E se "cambio stanza" andando nel mondo interiore? Come stanno le cose a livello spirituale? Lì, da quello che dice Osho, sapere cosa stai cercando è quasi impossibile. O meglio, puoi mettere a fuoco the next step, il prossimo passo, ma il punto di arrivo finale rimane vago. Osho ha spiegato che non puoi conoscere la destinazione del tuo viaggio, ma è sufficiente (e importante) sviluppare un senso di direzione. Senso che si raffina sperimentando tante cose diverse.
Quando sono diventato sannyasin tanti anni fa e c'era ancora Osho, dopo aver preso il sannyas lui mi ha dato da fare una dozzina di gruppi in pochi mesi, uno dopo l'altro, alla Multiversity di Pune.
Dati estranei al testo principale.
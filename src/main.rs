#[cfg(feature = "ssr")]
#[tokio::main]
async fn main() -> Result<(), Box<dyn std::error::Error>> {
    use axum::Router;
    use leptos::prelude::*;
    use leptos_axum::{generate_route_list, LeptosRoutes};
    use mahin_portfolio::app::*;
    use tower_http::trace::TraceLayer;
    use tracing_subscriber::EnvFilter;

    tracing_subscriber::fmt()
        .with_env_filter(
            EnvFilter::try_from_default_env().unwrap_or_else(|_| EnvFilter::new("info")),
        )
        .init();

    // Setting this to None means we'll be using cargo-leptos and its env vars
    let conf = get_configuration(None)?;
    let addr = conf.leptos_options.site_addr;
    let leptos_options = conf.leptos_options;
    let routes = generate_route_list(App);

    let app = Router::new()
        .leptos_routes(&leptos_options, routes, {
            let leptos_options = leptos_options.clone();
            move || shell(leptos_options.clone())
        })
        .fallback(leptos_axum::file_and_error_handler(shell))
        .layer(TraceLayer::new_for_http())
        .with_state(leptos_options);

    let listener = tokio::net::TcpListener::bind(&addr).await?;
    tracing::info!("listening on http://{addr}");
    axum::serve(listener, app.into_make_service()).await?;
    Ok(())
}

#[cfg(not(feature = "ssr"))]
pub fn main() {
    // no client-side main function
    // unless we want this to work with e.g., Trunk for pure client-side testing
    // see lib.rs for hydration function instead
}
use async_trait::async_trait;
use chrono::Utc;
use reqwest::{Client, StatusCode};
use serde::Deserialize;
use tracing::debug;

use crate::{
    config::KeySource,
    error::FetchError,
    model::{CityQuery, Weather},
    units,
};

use super::WeatherProvider;

const DEFAULT_BASE_URL: &str = "https://api.openweathermap.org";

/// OpenWeatherMap current-weather client.
///
/// One GET per lookup: no retries, no caching, no timeout override. The
/// response reports temperatures in Kelvin; conversion happens here so
/// callers only ever see normalized Celsius values.
#[derive(Debug, Clone)]
pub struct OpenWeatherProvider {
    keys: KeySource,
    http: Client,
    base_url: String,
}

impl OpenWeatherProvider {
    pub fn new(keys: KeySource) -> Self {
        Self {
            keys,
            http: Client::new(),
            base_url: DEFAULT_BASE_URL.to_string(),
        }
    }

    /// Point the client at a different host. Tests use this to target a
    /// local mock server.
    #[must_use]
    pub fn with_base_url(mut self, base_url: impl Into<String>) -> Self {
        self.base_url = base_url.into();
        self
    }

    async fn fetch_current(&self, query: &CityQuery) -> Result<Weather, FetchError> {
        // Credential is resolved per call, before any network activity.
        let api_key = self.keys.api_key()?;

        let url = format!("{}/data/2.5/weather", self.base_url);

        debug!(city = %query, "requesting current weather");

        let res = self
            .http
            .get(&url)
            .query(&[("q", query.as_str()), ("APPID", api_key.as_str())])
            .send()
            .await?;

        let status = res.status();
        match status {
            StatusCode::NOT_FOUND => return Err(FetchError::CityNotFound),
            StatusCode::UNAUTHORIZED => return Err(FetchError::Unauthorized),
            StatusCode::TOO_MANY_REQUESTS => return Err(FetchError::RateLimited),
            s if !s.is_success() => return Err(FetchError::Upstream(s.as_u16())),
            _ => {}
        }

        let body = res.text().await?;

        let parsed: OwCurrentResponse =
            serde_json::from_str(&body).map_err(|e| FetchError::unknown(e.to_string()))?;

        Ok(Weather {
            city: parsed.name,
            country: parsed.sys.country,
            temp_c: units::to_celsius(parsed.main.temp),
            feels_like_c: units::to_celsius(parsed.main.feels_like),
            fetched_at: Utc::now(),
        })
    }
}

// Untrusted external shape; only the fields the app reads are declared.
#[derive(Debug, Deserialize)]
struct OwMain {
    temp: f64,
    feels_like: f64,
}

#[derive(Debug, Deserialize)]
struct OwSys {
    country: String,
}

#[derive(Debug, Deserialize)]
struct OwCurrentResponse {
    name: String,
    sys: OwSys,
    main: OwMain,
}

#[async_trait]
impl WeatherProvider for OpenWeatherProvider {
    async fn current_weather(&self, query: &CityQuery) -> Result<Weather, FetchError> {
        self.fetch_current(query).await
    }
}
use chrono::{DateTime, Utc};
use serde::{Deserialize, Serialize};

use crate::error::FetchError;

/// A validated lookup query: a trimmed, non-empty city name.
///
/// Constructing one is the only way to hand a city to a provider, so an
/// empty query can never reach the network.
#[derive(Debug, Clone, PartialEq, Eq)]
pub struct CityQuery(String);

impl CityQuery {
    pub fn new(city: &str) -> Result<Self, FetchError> {
        let trimmed = city.trim();
        if trimmed.is_empty() {
            return Err(FetchError::InvalidCity);
        }
        Ok(Self(trimmed.to_string()))
    }

    pub fn as_str(&self) -> &str {
        &self.0
    }
}

impl std::fmt::Display for CityQuery {
    fn fmt(&self, f: &mut std::fmt::Formatter<'_>) -> std::fmt::Result {
        f.write_str(&self.0)
    }
}

/// Current conditions for one city, normalized from the provider response.
///
/// Temperatures are Celsius rounded to one decimal. A successful search
/// replaces the whole record; fields are never merged.
#[derive(Debug, Clone, PartialEq, Serialize, Deserialize)]
pub struct Weather {
    pub city: String,
    pub country: String,
    pub temp_c: f64,
    pub feels_like_c: f64,
    pub fetched_at: DateTime<Utc>,
}

impl Weather {
    pub fn tier(&self) -> Tier {
        Tier::for_celsius(self.temp_c)
    }
}

/// Qualitative temperature bucket, used only for display (badge color,
/// icon). Not part of the provider contract.
#[derive(Debug, Clone, Copy, PartialEq, Eq, Hash)]
pub enum Tier {
    Hot,
    Warm,
    Mild,
    Cool,
    Cold,
}

impl Tier {
    pub fn for_celsius(temp_c: f64) -> Self {
        if temp_c >= 35.0 {
            Tier::Hot
        } else if temp_c >= 25.0 {
            Tier::Warm
        } else if temp_c >= 15.0 {
            Tier::Mild
        } else if temp_c >= 5.0 {
            Tier::Cool
        } else {
            Tier::Cold
        }
    }

    pub fn as_str(&self) -> &'static str {
        match self {
            Tier::Hot => "hot",
            Tier::Warm => "warm",
            Tier::Mild => "mild",
            Tier::Cool => "cool",
            Tier::Cold => "cold",
        }
    }
}

impl std::fmt::Display for Tier {
    fn fmt(&self, f: &mut std::fmt::Formatter<'_>) -> std::fmt::Result {
        f.write_str(self.as_str())
    }
}

#[cfg(test)]
mod tests {
    use super::*;

    #[test]
    fn query_trims_surrounding_whitespace() {
        let query = CityQuery::new("  London  ").expect("valid city");
        assert_eq!(query.as_str(), "London");
    }

    #[test]
    fn empty_query_is_rejected() {
        assert_eq!(CityQuery::new("").unwrap_err(), FetchError::InvalidCity);
        assert_eq!(CityQuery::new("   ").unwrap_err(), FetchError::InvalidCity);
    }

    #[test]
    fn tier_boundaries() {
        assert_eq!(Tier::for_celsius(35.0), Tier::Hot);
        assert_eq!(Tier::for_celsius(34.9), Tier::Warm);
        assert_eq!(Tier::for_celsius(25.0), Tier::Warm);
        assert_eq!(Tier::for_celsius(15.0), Tier::Mild);
        assert_eq!(Tier::for_celsius(5.0), Tier::Cool);
        assert_eq!(Tier::for_celsius(4.9), Tier::Cold);
        assert_eq!(Tier::for_celsius(-12.0), Tier::Cold);
    }

    #[test]
    fn tier_labels_are_lowercase() {
        assert_eq!(Tier::Hot.to_string(), "hot");
        assert_eq!(Tier::Cold.to_string(), "cold");
    }
}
Gruppi che lavoravano tutti in direzioni diverse: gruppi di centratura, gruppi di caos spontaneo, gruppi di alleggerimento, di gioco, di meditazione, di relazione... uniti a una serie di meditazioni attive tutti i giorni. È stata una specie di frullata psicologica ed energetica che, come nella danza o nella whirling sufi, ha permesso a un nuovo centro interiore di emergere.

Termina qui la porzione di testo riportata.